Problem to solve:
Extract every line below, verbatim.

[Start of section]

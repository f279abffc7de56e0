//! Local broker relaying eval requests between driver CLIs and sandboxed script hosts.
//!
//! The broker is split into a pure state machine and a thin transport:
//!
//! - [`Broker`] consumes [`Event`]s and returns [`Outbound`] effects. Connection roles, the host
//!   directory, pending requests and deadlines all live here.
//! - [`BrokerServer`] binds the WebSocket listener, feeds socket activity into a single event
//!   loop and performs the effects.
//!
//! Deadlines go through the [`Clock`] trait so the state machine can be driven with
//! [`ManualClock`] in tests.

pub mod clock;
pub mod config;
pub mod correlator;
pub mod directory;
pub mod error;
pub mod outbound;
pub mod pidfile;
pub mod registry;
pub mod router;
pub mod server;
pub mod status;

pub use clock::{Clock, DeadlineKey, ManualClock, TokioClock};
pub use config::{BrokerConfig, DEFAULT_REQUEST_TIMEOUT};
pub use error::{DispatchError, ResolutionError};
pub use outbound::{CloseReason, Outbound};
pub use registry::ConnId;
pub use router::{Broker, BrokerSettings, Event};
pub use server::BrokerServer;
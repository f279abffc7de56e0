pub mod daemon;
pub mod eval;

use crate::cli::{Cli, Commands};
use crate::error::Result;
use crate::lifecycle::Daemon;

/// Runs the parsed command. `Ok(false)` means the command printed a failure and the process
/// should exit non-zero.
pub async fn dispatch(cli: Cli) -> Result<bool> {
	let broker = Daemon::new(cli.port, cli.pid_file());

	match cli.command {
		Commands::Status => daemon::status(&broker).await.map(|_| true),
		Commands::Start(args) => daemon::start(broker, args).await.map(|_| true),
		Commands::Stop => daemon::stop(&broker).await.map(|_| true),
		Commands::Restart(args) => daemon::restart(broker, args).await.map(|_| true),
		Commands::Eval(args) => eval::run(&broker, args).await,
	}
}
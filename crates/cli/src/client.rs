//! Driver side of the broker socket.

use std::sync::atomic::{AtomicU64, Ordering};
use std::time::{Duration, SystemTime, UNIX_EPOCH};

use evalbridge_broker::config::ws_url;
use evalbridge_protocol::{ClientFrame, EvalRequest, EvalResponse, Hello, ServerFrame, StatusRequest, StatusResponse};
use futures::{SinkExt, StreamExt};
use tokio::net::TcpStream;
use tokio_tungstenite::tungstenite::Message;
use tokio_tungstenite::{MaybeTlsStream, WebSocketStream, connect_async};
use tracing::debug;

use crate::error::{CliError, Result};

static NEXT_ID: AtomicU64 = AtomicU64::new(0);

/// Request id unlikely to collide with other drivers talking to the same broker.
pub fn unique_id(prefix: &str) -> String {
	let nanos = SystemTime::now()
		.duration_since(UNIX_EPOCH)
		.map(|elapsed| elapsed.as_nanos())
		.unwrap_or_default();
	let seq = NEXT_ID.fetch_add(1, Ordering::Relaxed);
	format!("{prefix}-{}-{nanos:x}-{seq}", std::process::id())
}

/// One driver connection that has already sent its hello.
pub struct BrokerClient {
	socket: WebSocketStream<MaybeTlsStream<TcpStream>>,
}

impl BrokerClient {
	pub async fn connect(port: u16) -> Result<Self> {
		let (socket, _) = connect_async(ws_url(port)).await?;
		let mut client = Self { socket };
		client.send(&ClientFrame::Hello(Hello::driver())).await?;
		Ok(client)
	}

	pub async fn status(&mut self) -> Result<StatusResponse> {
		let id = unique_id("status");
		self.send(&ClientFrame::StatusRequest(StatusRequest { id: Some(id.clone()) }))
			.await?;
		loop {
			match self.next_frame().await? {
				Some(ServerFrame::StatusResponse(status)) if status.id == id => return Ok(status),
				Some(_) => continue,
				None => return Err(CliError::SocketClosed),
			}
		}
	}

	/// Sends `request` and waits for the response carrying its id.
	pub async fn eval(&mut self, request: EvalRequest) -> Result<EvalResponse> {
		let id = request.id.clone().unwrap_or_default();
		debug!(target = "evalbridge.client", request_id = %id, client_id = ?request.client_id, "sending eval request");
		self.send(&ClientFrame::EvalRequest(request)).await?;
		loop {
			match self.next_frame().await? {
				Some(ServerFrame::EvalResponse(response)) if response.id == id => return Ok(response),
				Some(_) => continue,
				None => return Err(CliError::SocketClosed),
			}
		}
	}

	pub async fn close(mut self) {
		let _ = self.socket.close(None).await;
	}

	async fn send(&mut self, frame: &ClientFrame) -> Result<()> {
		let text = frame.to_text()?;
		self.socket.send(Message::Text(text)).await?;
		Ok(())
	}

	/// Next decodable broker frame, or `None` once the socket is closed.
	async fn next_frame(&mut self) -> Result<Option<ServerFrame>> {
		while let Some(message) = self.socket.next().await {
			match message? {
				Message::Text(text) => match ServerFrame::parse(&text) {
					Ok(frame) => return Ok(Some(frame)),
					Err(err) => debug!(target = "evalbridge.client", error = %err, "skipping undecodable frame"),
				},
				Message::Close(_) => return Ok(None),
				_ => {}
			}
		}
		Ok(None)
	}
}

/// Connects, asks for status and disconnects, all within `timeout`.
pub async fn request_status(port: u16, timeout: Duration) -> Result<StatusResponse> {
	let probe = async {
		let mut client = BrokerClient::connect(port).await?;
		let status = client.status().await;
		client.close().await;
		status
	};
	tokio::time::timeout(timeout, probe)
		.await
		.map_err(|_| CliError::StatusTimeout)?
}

[End of section]

Response to the task:
repository f279abffc7de56e0
//! Local broker relaying eval requests between driver CLIs and sandboxed script hosts.
//!
//! The broker is split into a pure state machine and a thin transport:
//!
//! - [`Broker`] consumes [`Event`]s and returns [`Outbound`] effects. Connection roles, the host
//!   directory, pending requests and deadlines all live here.
//! - [`BrokerServer`] binds the WebSocket listener, feeds socket activity into a single event
//!   loop and performs the effects.
//!
//! Deadlines go through the [`Clock`] trait so the state machine can be driven with
//! [`ManualClock`] in tests.

pub mod clock;
pub mod config;
pub mod correlator;
pub mod directory;
pub mod error;
pub mod outbound;
pub mod pidfile;
pub mod registry;
pub mod router;
pub mod server;
pub mod status;

pub use clock::{Clock, DeadlineKey, ManualClock, TokioClock};
pub use config::{BrokerConfig, DEFAULT_REQUEST_TIMEOUT};
pub use error::{DispatchError, ResolutionError};
pub use outbound::{CloseReason, Outbound};
pub use registry::ConnId;
pub use router::{Broker, BrokerSettings, Event};
pub use server::BrokerServer;
repository f279abffc7de56e0
pub mod daemon;
pub mod eval;

use crate::cli::{Cli, Commands};
use crate::error::Result;
use crate::lifecycle::Daemon;

/// Runs the parsed command. `Ok(false)` means the command printed a failure and the process
/// should exit non-zero.
pub async fn dispatch(cli: Cli) -> Result<bool> {
	let broker = Daemon::new(cli.port, cli.pid_file());

	match cli.command {
		Commands::Status => daemon::status(&broker).await.map(|_| true),
		Commands::Start(args) => daemon::start(broker, args).await.map(|_| true),
		Commands::Stop => daemon::stop(&broker).await.map(|_| true),
		Commands::Restart(args) => daemon::restart(broker, args).await.map(|_| true),
		Commands::Eval(args) => eval::run(&broker, args).await,
	}
}
filename crates/cli/src/client.rs
//! Driver side of the broker socket.

use std::sync::atomic::{AtomicU64, Ordering};
use std::time::{Duration, SystemTime, UNIX_EPOCH};

use evalbridge_broker::config::ws_url;
use evalbridge_protocol::{ClientFrame, EvalRequest, EvalResponse, Hello, ServerFrame, StatusRequest, StatusResponse};
use futures::{SinkExt, StreamExt};
use tokio::net::TcpStream;
use tokio_tungstenite::tungstenite::Message;
use tokio_tungstenite::{MaybeTlsStream, WebSocketStream, connect_async};
use tracing::debug;

use crate::error::{CliError, Result};

static NEXT_ID: AtomicU64 = AtomicU64::new(0);

/// Request id unlikely to collide with other drivers talking to the same broker.
pub fn unique_id(prefix: &str) -> String {
	let nanos = SystemTime::now()
		.duration_since(UNIX_EPOCH)
		.map(|elapsed| elapsed.as_nanos())
		.unwrap_or_default();
	let seq = NEXT_ID.fetch_add(1, Ordering::Relaxed);
	format!("{prefix}-{}-{nanos:x}-{seq}", std::process::id())
}

/// One driver connection that has already sent its hello.
pub struct BrokerClient {
	socket: WebSocketStream<MaybeTlsStream<TcpStream>>,
}

impl BrokerClient {
	pub async fn connect(port: u16) -> Result<Self> {
		let (socket, _) = connect_async(ws_url(port)).await?;
		let mut client = Self { socket };
		client.send(&ClientFrame::Hello(Hello::driver())).await?;
		Ok(client)
	}

	pub async fn status(&mut self) -> Result<StatusResponse> {
		let id = unique_id("status");
		self.send(&ClientFrame::StatusRequest(StatusRequest { id: Some(id.clone()) }))
			.await?;
		loop {
			match self.next_frame().await? {
				Some(ServerFrame::StatusResponse(status)) if status.id == id => return Ok(status),
				Some(_) => continue,
				None => return Err(CliError::SocketClosed),
			}
		}
	}

	/// Sends `request` and waits for the response carrying its id.
	pub async fn eval(&mut self, request: EvalRequest) -> Result<EvalResponse> {
		let id = request.id.clone().unwrap_or_default();
		debug!(target = "evalbridge.client", request_id = %id, client_id = ?request.client_id, "sending eval request");
		self.send(&ClientFrame::EvalRequest(request)).await?;
		loop {
			match self.next_frame().await? {
				Some(ServerFrame::EvalResponse(response)) if response.id == id => return Ok(response),
				Some(_) => continue,
				None => return Err(CliError::SocketClosed),
			}
		}
	}

	pub async fn close(mut self) {
		let _ = self.socket.close(None).await;
	}

	async fn send(&mut self, frame: &ClientFrame) -> Result<()> {
		let text = frame.to_text()?;
		self.socket.send(Message::Text(text)).await?;
		Ok(())
	}

	/// Next decodable broker frame, or `None` once the socket is closed.
	async fn next_frame(&mut self) -> Result<Option<ServerFrame>> {
		while let Some(message) = self.socket.next().await {
			match message? {
				Message::Text(text) => match ServerFrame::parse(&text) {
					Ok(frame) => return Ok(Some(frame)),
					Err(err) => debug!(target = "evalbridge.client", error = %err, "skipping undecodable frame"),
				},
				Message::Close(_) => return Ok(None),
				_ => {}
			}
		}
		Ok(None)
	}
}

/// Connects, asks for status and disconnects, all within `timeout`.
pub async fn request_status(port: u16, timeout: Duration) -> Result<StatusResponse> {
	let probe = async {
		let mut client = BrokerClient::connect(port).await?;
		let status = client.status().await;
		client.close().await;
		status
	};
	tokio::time::timeout(timeout, probe)
		.await
		.map_err(|_| CliError::StatusTimeout)?
}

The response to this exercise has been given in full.